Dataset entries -
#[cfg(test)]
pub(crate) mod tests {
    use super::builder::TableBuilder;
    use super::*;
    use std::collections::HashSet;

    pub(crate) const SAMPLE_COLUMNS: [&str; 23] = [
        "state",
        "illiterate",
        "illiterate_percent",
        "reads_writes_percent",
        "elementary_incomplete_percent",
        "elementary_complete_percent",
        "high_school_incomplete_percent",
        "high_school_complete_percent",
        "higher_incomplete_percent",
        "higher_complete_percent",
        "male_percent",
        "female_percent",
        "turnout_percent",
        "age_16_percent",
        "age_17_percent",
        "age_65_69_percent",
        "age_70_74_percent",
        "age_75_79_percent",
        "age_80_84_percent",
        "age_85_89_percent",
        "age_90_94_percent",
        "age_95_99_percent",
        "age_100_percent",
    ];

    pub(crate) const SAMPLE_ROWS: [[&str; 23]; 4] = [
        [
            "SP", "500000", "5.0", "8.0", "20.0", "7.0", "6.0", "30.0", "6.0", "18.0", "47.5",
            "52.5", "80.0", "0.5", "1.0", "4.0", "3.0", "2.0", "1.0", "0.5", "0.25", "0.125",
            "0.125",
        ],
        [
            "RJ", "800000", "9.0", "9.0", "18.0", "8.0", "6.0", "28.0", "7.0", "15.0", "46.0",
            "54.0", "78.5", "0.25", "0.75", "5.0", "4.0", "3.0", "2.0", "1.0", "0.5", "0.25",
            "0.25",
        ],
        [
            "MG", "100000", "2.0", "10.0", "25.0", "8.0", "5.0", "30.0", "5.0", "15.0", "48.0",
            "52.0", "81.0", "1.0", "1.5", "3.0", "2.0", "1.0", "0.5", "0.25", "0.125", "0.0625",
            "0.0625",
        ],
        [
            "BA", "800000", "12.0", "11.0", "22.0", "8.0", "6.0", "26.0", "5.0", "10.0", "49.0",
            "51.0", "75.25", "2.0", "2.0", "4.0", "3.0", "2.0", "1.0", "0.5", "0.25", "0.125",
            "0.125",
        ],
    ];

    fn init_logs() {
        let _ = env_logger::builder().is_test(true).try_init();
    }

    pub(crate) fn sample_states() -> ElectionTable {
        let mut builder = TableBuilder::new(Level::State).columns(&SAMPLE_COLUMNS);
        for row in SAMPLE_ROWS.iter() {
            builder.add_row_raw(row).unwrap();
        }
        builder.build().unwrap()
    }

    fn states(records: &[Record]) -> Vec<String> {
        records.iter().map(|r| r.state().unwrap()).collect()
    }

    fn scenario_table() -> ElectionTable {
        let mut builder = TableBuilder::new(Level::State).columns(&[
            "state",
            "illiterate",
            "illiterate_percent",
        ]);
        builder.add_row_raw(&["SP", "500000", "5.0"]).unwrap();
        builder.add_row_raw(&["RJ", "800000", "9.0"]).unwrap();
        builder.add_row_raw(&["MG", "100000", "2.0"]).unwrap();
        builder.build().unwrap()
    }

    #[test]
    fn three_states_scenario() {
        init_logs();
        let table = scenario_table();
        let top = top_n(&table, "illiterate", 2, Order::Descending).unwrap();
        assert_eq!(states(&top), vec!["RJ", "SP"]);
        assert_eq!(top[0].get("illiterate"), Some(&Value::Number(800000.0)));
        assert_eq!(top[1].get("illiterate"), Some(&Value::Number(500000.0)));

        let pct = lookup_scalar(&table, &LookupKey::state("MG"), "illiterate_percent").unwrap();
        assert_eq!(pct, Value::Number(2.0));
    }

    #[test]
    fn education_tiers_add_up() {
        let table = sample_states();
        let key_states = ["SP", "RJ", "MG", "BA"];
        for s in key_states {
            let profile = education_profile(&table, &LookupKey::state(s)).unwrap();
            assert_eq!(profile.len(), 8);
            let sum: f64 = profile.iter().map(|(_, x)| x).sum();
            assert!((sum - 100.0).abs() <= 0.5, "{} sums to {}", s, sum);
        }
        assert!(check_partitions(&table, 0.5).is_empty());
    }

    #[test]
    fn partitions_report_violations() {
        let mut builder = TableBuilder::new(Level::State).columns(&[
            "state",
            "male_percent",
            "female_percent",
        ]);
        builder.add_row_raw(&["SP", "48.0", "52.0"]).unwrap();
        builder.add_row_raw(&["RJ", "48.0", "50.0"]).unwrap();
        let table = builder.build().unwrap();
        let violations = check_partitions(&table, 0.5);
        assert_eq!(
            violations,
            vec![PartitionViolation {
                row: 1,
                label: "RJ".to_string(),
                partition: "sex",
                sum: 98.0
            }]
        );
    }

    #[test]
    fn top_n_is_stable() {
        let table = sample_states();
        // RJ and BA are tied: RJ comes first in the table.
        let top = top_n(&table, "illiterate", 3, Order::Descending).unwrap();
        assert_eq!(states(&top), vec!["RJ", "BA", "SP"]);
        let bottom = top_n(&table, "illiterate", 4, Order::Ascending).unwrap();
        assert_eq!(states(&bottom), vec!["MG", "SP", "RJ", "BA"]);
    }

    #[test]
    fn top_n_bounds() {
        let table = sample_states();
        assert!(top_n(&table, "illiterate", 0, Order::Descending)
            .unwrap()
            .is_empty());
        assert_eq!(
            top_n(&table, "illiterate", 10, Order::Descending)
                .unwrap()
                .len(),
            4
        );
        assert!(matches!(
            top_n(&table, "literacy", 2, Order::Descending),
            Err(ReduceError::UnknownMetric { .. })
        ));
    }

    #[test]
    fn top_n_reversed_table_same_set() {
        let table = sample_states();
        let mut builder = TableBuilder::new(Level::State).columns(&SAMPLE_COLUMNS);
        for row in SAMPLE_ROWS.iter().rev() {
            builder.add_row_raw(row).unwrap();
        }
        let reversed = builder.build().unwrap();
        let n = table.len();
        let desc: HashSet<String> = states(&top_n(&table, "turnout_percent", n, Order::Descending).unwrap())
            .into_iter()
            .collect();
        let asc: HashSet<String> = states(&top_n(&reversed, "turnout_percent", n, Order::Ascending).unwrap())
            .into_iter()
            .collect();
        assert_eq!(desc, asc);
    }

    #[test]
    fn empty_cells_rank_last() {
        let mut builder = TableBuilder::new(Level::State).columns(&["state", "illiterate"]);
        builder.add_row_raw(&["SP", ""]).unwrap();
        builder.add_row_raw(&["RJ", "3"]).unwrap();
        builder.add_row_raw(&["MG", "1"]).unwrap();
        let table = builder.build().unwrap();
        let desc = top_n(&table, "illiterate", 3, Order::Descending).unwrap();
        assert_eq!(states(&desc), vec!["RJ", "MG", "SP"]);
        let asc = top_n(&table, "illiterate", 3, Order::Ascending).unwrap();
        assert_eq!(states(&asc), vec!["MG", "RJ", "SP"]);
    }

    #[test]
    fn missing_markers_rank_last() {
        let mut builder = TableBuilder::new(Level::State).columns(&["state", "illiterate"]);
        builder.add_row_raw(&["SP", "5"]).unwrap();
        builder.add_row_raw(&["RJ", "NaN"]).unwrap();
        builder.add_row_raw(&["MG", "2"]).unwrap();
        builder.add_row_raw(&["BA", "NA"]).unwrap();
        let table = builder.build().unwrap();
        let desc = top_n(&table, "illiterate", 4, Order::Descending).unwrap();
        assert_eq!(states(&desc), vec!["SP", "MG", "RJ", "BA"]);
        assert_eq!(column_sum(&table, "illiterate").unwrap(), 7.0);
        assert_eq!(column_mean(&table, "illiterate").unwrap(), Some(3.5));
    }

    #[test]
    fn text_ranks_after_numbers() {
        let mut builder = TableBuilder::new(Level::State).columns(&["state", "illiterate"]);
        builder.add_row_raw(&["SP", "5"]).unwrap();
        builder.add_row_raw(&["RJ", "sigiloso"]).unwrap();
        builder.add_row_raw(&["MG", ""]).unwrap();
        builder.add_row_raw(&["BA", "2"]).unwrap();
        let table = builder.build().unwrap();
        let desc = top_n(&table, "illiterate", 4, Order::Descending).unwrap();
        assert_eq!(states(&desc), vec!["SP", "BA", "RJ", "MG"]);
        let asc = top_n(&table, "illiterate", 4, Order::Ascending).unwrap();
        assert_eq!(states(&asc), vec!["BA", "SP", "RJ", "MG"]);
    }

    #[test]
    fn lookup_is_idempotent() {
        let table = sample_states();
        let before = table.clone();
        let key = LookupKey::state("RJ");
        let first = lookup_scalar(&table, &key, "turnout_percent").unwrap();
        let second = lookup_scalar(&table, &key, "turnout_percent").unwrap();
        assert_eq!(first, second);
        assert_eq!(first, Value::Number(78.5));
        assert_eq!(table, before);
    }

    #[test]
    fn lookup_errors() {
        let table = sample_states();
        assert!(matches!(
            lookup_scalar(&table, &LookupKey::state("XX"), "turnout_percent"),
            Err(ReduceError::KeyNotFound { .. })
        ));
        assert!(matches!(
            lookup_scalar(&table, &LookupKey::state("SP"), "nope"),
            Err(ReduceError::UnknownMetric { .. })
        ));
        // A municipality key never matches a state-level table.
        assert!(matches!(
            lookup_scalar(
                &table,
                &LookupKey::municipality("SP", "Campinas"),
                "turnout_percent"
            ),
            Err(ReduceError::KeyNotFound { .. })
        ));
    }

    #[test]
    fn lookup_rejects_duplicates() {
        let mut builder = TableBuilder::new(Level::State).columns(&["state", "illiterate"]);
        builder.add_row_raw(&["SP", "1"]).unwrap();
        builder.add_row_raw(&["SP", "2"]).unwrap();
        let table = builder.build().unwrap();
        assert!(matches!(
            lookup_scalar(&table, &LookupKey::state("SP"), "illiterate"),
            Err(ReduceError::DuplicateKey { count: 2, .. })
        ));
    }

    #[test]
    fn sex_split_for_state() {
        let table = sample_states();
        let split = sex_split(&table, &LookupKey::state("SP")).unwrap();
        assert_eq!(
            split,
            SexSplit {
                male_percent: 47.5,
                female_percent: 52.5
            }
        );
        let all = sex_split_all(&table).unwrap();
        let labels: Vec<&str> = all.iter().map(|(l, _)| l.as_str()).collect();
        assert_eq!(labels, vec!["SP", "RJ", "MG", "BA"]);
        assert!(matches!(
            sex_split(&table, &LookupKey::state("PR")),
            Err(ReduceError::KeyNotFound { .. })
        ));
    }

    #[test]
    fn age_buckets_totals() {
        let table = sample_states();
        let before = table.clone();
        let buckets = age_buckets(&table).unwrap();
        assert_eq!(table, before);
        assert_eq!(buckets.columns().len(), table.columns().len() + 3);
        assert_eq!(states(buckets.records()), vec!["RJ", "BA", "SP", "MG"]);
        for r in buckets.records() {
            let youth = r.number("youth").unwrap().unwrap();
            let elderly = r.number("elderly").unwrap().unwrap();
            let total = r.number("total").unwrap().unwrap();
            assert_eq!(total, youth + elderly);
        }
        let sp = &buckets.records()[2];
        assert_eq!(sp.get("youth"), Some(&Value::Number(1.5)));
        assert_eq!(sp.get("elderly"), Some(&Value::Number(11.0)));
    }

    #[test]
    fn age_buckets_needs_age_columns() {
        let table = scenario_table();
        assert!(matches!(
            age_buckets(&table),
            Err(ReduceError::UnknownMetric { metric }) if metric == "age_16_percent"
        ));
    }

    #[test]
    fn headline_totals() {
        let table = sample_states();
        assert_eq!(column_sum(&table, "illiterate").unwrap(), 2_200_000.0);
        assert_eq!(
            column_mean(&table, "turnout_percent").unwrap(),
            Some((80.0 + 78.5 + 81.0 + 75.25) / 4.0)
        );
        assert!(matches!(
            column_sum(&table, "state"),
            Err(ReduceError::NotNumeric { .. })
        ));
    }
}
---
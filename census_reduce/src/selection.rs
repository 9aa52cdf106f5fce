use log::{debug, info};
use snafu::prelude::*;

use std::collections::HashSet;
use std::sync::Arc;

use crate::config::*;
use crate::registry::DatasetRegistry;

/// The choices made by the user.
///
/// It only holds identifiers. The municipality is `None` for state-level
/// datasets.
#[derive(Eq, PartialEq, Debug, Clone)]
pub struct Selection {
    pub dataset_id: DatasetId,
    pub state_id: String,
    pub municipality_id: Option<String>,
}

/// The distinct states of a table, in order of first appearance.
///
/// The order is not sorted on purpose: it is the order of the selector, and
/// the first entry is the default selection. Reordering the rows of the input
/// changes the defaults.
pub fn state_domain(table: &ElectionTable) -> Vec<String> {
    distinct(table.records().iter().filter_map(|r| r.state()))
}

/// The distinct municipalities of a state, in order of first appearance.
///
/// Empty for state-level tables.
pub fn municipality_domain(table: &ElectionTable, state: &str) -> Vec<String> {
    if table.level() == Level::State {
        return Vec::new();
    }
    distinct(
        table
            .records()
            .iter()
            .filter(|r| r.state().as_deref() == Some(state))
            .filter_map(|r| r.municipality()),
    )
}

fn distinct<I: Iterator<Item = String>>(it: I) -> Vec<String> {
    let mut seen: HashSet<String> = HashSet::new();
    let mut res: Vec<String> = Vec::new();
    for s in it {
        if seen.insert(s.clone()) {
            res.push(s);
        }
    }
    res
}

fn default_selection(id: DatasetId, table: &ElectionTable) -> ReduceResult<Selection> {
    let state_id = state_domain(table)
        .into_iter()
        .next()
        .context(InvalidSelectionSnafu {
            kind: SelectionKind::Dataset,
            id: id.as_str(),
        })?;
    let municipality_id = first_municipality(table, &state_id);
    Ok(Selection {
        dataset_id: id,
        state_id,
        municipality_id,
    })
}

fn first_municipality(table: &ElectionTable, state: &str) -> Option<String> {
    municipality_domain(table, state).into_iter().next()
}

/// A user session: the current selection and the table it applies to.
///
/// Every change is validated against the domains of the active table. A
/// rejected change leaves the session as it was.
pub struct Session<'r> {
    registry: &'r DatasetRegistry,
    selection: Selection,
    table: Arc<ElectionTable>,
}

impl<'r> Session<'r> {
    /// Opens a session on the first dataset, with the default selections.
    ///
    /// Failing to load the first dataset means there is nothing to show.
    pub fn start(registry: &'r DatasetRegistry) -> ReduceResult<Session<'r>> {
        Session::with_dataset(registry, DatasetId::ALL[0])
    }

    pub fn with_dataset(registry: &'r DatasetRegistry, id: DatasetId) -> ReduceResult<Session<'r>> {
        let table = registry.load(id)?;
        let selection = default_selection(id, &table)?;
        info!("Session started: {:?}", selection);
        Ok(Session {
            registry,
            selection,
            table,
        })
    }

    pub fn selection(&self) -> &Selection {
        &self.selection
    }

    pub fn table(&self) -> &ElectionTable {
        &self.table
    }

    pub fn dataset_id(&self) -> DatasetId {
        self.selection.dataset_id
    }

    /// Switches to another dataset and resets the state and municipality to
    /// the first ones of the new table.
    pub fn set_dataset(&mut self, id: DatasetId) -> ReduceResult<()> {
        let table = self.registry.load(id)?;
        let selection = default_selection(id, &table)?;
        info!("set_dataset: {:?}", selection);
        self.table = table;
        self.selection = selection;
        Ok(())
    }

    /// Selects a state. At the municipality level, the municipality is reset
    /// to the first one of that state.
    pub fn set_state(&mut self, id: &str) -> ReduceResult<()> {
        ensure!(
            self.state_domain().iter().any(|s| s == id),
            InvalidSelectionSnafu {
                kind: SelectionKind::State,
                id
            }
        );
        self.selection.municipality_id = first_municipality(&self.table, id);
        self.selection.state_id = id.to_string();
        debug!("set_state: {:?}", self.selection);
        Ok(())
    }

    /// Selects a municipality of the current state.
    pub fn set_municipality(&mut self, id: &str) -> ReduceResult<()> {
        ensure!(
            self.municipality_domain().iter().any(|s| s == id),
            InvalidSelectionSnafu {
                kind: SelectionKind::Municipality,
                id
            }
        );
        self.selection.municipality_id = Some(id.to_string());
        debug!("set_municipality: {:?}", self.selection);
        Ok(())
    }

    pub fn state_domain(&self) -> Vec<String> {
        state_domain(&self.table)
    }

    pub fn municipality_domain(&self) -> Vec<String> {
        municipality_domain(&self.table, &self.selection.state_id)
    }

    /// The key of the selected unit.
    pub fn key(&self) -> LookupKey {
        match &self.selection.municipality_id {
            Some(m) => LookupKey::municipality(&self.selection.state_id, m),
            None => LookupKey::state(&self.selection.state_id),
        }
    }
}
...
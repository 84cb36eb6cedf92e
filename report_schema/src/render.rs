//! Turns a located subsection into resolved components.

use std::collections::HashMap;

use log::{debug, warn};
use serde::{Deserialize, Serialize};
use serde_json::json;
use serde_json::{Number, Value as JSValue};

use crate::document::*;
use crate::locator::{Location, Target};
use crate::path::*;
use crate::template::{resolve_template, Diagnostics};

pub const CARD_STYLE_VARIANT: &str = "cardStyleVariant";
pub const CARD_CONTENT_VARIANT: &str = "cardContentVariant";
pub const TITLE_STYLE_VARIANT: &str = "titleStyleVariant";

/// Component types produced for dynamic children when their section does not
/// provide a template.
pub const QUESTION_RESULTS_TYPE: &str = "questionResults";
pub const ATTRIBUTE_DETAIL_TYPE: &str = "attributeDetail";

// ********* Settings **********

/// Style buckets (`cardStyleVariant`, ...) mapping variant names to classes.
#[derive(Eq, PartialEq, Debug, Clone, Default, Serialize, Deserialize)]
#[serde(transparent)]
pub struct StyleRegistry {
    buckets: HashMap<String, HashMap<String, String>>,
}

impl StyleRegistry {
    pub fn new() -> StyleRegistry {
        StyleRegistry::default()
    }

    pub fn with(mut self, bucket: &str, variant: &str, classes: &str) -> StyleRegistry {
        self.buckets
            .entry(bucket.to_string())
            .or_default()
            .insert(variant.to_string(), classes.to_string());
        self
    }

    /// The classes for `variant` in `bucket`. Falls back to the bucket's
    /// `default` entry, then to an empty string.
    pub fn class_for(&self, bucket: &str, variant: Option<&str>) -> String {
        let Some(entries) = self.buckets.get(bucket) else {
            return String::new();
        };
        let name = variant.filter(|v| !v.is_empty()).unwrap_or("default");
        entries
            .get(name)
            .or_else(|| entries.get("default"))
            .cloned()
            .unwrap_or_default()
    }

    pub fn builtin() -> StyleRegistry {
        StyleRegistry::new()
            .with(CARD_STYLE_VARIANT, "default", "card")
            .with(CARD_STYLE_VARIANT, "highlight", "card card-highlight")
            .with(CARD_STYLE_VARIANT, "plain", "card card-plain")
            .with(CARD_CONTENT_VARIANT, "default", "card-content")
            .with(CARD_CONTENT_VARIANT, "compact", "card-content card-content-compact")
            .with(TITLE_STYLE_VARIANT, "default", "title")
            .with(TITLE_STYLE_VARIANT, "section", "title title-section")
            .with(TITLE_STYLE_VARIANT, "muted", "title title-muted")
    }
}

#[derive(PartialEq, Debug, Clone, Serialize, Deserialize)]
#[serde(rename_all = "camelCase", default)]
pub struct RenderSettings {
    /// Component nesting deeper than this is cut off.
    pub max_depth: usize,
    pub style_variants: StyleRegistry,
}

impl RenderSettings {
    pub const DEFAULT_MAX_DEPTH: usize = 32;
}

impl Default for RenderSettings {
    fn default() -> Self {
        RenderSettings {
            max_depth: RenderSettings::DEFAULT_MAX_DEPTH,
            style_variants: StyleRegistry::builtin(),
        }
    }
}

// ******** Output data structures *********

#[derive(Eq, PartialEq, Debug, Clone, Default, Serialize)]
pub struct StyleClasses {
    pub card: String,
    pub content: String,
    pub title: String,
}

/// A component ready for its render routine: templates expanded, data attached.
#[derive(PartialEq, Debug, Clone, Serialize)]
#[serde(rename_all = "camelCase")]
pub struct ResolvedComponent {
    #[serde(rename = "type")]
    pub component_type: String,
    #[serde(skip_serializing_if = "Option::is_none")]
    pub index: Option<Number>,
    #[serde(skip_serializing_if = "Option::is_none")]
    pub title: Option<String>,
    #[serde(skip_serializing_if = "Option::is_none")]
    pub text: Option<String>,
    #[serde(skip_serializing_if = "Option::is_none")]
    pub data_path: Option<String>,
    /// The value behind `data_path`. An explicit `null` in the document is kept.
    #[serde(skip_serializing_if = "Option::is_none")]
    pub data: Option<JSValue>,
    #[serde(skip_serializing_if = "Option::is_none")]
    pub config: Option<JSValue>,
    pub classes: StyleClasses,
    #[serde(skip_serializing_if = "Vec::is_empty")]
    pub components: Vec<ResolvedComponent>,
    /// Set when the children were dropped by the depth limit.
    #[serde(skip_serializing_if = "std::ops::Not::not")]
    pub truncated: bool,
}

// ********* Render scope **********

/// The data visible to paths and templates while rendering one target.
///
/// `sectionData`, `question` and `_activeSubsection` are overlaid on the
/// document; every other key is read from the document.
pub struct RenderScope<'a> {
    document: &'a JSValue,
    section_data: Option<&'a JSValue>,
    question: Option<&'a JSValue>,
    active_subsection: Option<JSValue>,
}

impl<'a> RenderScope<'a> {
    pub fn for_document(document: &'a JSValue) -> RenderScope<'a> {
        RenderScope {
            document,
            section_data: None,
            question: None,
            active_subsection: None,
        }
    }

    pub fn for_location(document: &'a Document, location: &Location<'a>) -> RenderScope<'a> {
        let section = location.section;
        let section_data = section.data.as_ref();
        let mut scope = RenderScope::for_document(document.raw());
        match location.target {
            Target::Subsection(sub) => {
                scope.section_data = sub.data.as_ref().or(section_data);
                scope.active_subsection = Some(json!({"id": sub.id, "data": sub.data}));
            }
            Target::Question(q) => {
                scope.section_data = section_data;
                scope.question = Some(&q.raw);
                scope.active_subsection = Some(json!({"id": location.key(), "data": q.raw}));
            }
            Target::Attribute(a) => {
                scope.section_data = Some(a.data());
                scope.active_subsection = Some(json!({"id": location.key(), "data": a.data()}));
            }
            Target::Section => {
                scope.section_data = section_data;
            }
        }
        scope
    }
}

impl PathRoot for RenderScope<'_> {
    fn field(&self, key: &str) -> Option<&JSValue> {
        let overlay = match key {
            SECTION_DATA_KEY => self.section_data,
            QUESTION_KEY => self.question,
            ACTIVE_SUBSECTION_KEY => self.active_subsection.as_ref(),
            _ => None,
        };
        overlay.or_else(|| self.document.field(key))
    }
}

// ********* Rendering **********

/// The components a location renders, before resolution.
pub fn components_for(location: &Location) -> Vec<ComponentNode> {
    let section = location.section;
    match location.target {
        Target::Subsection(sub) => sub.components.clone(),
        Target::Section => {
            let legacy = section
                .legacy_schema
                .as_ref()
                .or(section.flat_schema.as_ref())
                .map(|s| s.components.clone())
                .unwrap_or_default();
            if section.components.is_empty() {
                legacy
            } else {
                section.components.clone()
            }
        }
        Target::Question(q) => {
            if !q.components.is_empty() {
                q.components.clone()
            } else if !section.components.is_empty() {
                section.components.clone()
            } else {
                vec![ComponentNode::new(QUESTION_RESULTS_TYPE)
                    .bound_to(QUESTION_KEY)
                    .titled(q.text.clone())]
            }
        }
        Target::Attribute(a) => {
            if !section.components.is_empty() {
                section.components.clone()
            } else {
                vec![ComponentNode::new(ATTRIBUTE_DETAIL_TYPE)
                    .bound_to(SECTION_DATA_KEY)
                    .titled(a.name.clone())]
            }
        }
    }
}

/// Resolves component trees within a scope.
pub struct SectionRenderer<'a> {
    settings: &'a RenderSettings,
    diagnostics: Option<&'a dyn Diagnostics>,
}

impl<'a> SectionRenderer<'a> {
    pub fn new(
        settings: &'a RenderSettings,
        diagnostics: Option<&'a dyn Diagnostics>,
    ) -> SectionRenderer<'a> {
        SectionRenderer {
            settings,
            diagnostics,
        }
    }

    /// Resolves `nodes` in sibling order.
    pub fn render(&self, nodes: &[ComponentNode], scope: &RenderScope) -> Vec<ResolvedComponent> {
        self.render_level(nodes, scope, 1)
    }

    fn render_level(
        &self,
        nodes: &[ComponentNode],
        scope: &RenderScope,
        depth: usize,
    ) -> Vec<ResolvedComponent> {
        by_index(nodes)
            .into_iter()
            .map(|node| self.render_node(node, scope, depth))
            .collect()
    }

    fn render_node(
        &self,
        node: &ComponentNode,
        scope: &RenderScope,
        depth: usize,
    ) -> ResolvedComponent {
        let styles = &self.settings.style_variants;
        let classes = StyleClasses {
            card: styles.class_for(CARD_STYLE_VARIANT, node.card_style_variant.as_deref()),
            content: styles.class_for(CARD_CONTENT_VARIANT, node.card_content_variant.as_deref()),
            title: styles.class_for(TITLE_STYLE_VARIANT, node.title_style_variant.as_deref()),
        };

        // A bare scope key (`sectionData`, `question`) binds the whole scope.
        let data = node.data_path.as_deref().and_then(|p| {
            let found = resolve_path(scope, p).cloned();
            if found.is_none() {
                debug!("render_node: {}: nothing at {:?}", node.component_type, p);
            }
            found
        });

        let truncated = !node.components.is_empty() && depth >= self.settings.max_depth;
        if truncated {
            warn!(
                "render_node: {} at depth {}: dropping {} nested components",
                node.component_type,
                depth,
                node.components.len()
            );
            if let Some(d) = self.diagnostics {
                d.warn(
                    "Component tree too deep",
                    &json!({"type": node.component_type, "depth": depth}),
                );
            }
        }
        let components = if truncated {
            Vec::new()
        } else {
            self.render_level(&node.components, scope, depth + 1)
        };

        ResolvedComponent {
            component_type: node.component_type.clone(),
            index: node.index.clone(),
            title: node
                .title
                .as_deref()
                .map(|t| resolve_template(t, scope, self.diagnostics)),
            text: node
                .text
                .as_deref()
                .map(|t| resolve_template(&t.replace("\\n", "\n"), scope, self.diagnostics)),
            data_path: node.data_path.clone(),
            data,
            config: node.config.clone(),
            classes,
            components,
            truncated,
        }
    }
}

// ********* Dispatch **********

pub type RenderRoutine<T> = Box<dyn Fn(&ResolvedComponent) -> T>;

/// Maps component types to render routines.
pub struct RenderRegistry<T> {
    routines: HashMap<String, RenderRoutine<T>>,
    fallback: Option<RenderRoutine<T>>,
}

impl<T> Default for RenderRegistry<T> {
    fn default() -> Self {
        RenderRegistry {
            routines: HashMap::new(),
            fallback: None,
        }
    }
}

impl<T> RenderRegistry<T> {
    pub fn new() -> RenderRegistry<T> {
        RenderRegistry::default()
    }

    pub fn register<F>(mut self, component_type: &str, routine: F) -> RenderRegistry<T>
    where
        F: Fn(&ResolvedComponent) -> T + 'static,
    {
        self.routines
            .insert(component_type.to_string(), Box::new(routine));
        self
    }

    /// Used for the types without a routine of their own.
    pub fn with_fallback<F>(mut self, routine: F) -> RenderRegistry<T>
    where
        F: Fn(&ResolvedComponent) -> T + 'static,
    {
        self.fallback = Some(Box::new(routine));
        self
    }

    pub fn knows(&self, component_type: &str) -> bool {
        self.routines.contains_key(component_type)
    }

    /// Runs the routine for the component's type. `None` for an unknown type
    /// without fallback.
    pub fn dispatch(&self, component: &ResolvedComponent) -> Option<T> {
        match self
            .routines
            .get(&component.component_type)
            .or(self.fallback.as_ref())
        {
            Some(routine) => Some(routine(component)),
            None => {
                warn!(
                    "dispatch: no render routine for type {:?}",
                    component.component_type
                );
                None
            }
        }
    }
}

EXERCISE BRIEF -
Lines holding the word "without" are the answer; copy each one from the records above.

RESULT OF THIS TASK -
    /// Used for the types without a routine of their own.
    /// without fallback.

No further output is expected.